I was planning on making my own Li-ion battery charger using the TP4056. My setup for my charger is quite simple, I had my TP4056 hooked up to a 3.7V Li-ion battery (3100mAh), and I plugged the input of the TP4056 with my (5V, 2.5A) power supply. I had measured the battery voltage which was around 3.75V and was expected at least 600mA but found out that only around 160mA was pushed into the battery when I checked using my multimeter. Was there something that I missed in the setup?
Heres the link for the battery I am using:
Any idea on what may be going on here?
Been searching around for this on the net, but can't seem to find someone that faced this issue.
The current you measured is within the range of expected behavior for a trickle charge. I'm not familiar with the chip or module you're using, but it seems to be selectable on whether to go constant current or constant voltage. Pay attention to the time curve.
jremington:
Why were you expecting 600 mA? The battery is partially charged, and the regulator is probably doing its job correctly.
When i checked the capacity chart for the battery that i was using, i found that 3.75V is the voltage when the battery is nearly empty. Then according to the I-V characteristics of the TP4056, i believe that it should be drawing around current around 600mA - 700mA, or at least not something that is around 100+mA.
Who are you responding to? Obviously not me, because my point was pointing out that if the chip can be put into constant current trickle charge, then whatever your point is bringing up the battery, is irrelevant.
I think the issue i am having now is the confusion on the trickle charge. When i connected the battery to a li-ion charger which i purchased from the same manufacturer, it indicated that the capacity was somewhere between 30-70%, which should still be in the range where the charge current is high. I also believe that the trickle charging voltage range will only kick in when Vbat < Vtrick, where Vtrick = typically 2.9V, according to the datasheet for the TP4056.
Is it safe to say that battery may be the issue here?
Yes, you. Please study the link in reply #6 for how Li-ion batteries should be charged.
@OP: Whether the TP4056 works properly with that battery is another issue entirely.
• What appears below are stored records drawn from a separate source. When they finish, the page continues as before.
use std::{
    collections::BTreeSet,
    sync::{Arc, RwLock},
};

use chatrelay_core::{
    is_group_jid, phone_fragment, CallbackRegistry, ClientError, InboundMessage, RawMessage,
    ResponsePolicy,
};
use tracing::{debug, trace, warn};

use crate::sync_store::SyncStore;

/// Routes inbound transport messages through the group-response policy and
/// on to the registered message callback.
pub struct EventDispatcher {
    local_id: RwLock<Option<String>>,
    policy: RwLock<ResponsePolicy>,
    sync_store: Option<Arc<dyn SyncStore>>,
    callbacks: Arc<CallbackRegistry>,
}

impl EventDispatcher {
    pub fn new(sync_store: Option<Arc<dyn SyncStore>>, callbacks: Arc<CallbackRegistry>) -> Self {
        Self {
            local_id: RwLock::new(None),
            policy: RwLock::new(ResponsePolicy::default()),
            sync_store,
            callbacks,
        }
    }

    /// Record the normalized local account identifier used by the mention
    /// gate. Known once the transport has paired.
    pub fn set_local_id(&self, id: impl Into<String>) {
        *self.local_id.write().unwrap_or_else(|e| e.into_inner()) = Some(id.into());
    }

    /// Replace the cached response policy.
    pub fn set_policy(&self, policy: ResponsePolicy) {
        *self.policy.write().unwrap_or_else(|e| e.into_inner()) = policy;
    }

    pub fn policy(&self) -> ResponsePolicy {
        *self.policy.read().unwrap_or_else(|e| e.into_inner())
    }

    /// Re-read the response policy from the sync store and cache it.
    pub async fn refresh_policy(&self) -> Result<ResponsePolicy, ClientError> {
        let store = self
            .sync_store
            .as_ref()
            .ok_or(ClientError::SyncStoreNotSet)?;
        let policy = store
            .respond_to_groups_config()
            .await
            .map_err(|err| ClientError::transport("read response policy", err))?;
        self.set_policy(policy);
        Ok(policy)
    }

    /// Normalize, filter, and deliver one raw transport message.
    ///
    /// Contact sync is best-effort: a failing sync store is logged and the
    /// message is delivered regardless.
    pub async fn dispatch(&self, raw: RawMessage) {
        let Some(message) = normalize(raw) else {
            return;
        };

        if !self.should_respond(&message) {
            debug!(chat = %message.chat_id, "message filtered by response policy");
            return;
        }

        if let Some(store) = &self.sync_store {
            let phone = phone_fragment(&message.sender_id);
            if let Err(err) = store
                .sync_contact(&message.sender_id, &message.sender_name, phone)
                .await
            {
                warn!(%err, sender = %message.sender_id, "contact sync failed");
            }
        }

        self.callbacks
            .emit_message(&message.chat_id, &message.sender_name, &message.text);
    }

    /// Response policy gate: direct messages always pass; group messages
    /// pass per the cached policy flags, with the mention gate matching the
    /// local account identifier exactly against the mention list.
    fn should_respond(&self, message: &InboundMessage) -> bool {
        if !message.is_group {
            return true;
        }

        let policy = self.policy();
        if !policy.respond_to_groups {
            return false;
        }
        if policy.only_if_mentioned {
            let local_id = self.local_id.read().unwrap_or_else(|e| e.into_inner());
            return match local_id.as_deref() {
                Some(id) => message.mentioned_ids.contains(id),
                None => false,
            };
        }
        true
    }
}

/// Reduce a raw transport message to the normalized inbound shape.
///
/// Unsupported kinds are dropped here.
pub fn normalize(raw: RawMessage) -> Option<InboundMessage> {
    match raw {
        RawMessage::Text {
            chat_id,
            sender_id,
            sender_name,
            text,
        } => Some(InboundMessage {
            is_group: is_group_jid(&chat_id),
            chat_id,
            sender_id,
            sender_name,
            text,
            mentioned_ids: BTreeSet::new(),
        }),
        RawMessage::ExtendedText {
            chat_id,
            sender_id,
            sender_name,
            text,
            mentioned_ids,
        } => Some(InboundMessage {
            is_group: is_group_jid(&chat_id),
            chat_id,
            sender_id,
            sender_name,
            text,
            mentioned_ids: mentioned_ids.into_iter().collect(),
        }),
        RawMessage::Unsupported { kind } => {
            trace!(kind = %kind, "dropping unsupported message kind");
            None
        }
    }
}
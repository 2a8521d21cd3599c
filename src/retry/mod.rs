//! Retry engine
//!
//! Wraps an async operation and re-invokes it on retriable failures, sleeping with
//! exponential backoff between attempts. Retry decisions are delegated to
//! [`crate::error::is_retriable`].
//!
//! # Example
//!
//! ```no_run
//! use review_harvester::error::CrawlError;
//! use review_harvester::retry::{retry, RetryPolicy};
//!
//! # async fn example() -> Result<(), CrawlError> {
//! let policy = RetryPolicy::extraction();
//! let value = retry(&policy, || async { Ok::<_, CrawlError>(42) }).await?;
//! assert_eq!(value, 42);
//! # Ok(())
//! # }
//! ```

mod policy;
mod state;

pub use policy::{RetryPolicy, DEFAULT_JITTER};
pub use state::{calculate_delay, RetryState};

use crate::error::{is_retriable, CrawlError};
use std::future::Future;

/// Runs `operation` under `policy` without an observer
pub async fn retry<T, F, Fut>(policy: &RetryPolicy, operation: F) -> Result<T, CrawlError>
where
    F: FnMut() -> Fut,
    Fut: Future<Output = Result<T, CrawlError>>,
{
    retry_with_observer(policy, operation, |_| {}).await
}

/// Runs `operation` under `policy`, calling `on_retry` before every backoff sleep
///
/// The operation is invoked until it succeeds, fails with an error that is not
/// retriable, or `policy.max_attempts` attempts have failed. The final error is
/// returned unchanged.
pub async fn retry_with_observer<T, F, Fut, O>(
    policy: &RetryPolicy,
    mut operation: F,
    mut on_retry: O,
) -> Result<T, CrawlError>
where
    F: FnMut() -> Fut,
    Fut: Future<Output = Result<T, CrawlError>>,
    O: FnMut(&RetryState),
{
    let mut state = RetryState::new(policy.max_attempts, policy.base_delay);

    loop {
        let error = match operation().await {
            Ok(value) => return Ok(value),
            Err(error) => error,
        };

        if !policy.is_eligible(&error) {
            return Err(error);
        }

        state.attempts += 1;

        let verdict = is_retriable(&error, policy.scope);
        if !verdict.retriable || !state.should_retry() {
            tracing::debug!(
                "Giving up after {} attempt(s) ({}): {}",
                state.attempts,
                error.kind(),
                error.message()
            );
            return Err(error);
        }

        let delay = verdict
            .forced_delay
            .unwrap_or_else(|| state.next_delay(policy.jitter));

        state.last_error = Some(error);
        on_retry(&state);

        tracing::debug!(
            "Attempt {}/{} failed, retrying in {:?}",
            state.attempts,
            state.max_attempts,
            delay
        );
        tokio::time::sleep(delay).await;
    }
}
That is why you need to study the behavior over the entire charge/discharge cycle. Any conclusions you draw from 5 minutes of experimentation are useless.
ALSO: note that the TP4056 is PROGRAMMABLE. What are the settings on the module?
Should? I'm insinuating an improper use of the chip. Its current is programmable with an external resistor. OP does not mention using any resistor. It's just a matter of me lacking your level of faith in people to use things correctly.
jremington:
Yes, you. Please study the link in reply #6 for how Li-ion batteries should be charged.
@OP: Whether the TP4056 works properly with that battery is another issue entirely. That is why you need to study the behavior over the entire charge/discharge cycle. Any conclusions you draw from 5 minutes of experimentation are useless.
ALSO: note that the TP4056 is PROGRAMMABLE. What are the settings on the module?
Noted on that. Will continue to experiment and observe.
I did not adjust the Rprog for the Tp4056, so it is set at a default value of 1A for the charging current.
witheredfish:
I had measured the battery voltage which was around 3.75V and was expected at least 600mA but found out that only around 160mA was pushed into the battery when I checked using my multimeter. Was there something that I missed in the setup?
Why did you expect at least 600mA ?
The charge current, until the terminal voltage reaches 4.2V, is determined by a resistor, see the TP4056 datasheet.
If that resistor programs in a 160mA charge current, then that is what you will get.
Once the battery reaches 4.2V the charger will go into constant voltage mode, until the current reaches zero.
Trickle charge is initially applied until the battery reaches 3.0v or so, then it switches across to constant current charge, set by the resistor.
Data sheets are wonderful things, they tend to describe how devices work.
srnet:
Did you actually check the resistor value ?
Yup, the SMD resistor at Rprog reads 122 (1.2k), which i input into the Ibat formula given in the datasheet to give 1A. That is why i found it weird that the charging current was still so low, when it has not even reached constant voltage.
Guess I need clarification- are you using a bare chip or a premade module?
I read 'making my own Li-ion battery charger .... my TP4056 hooked up to a 3.7V Li-ion battery ....' as a bare chip situation.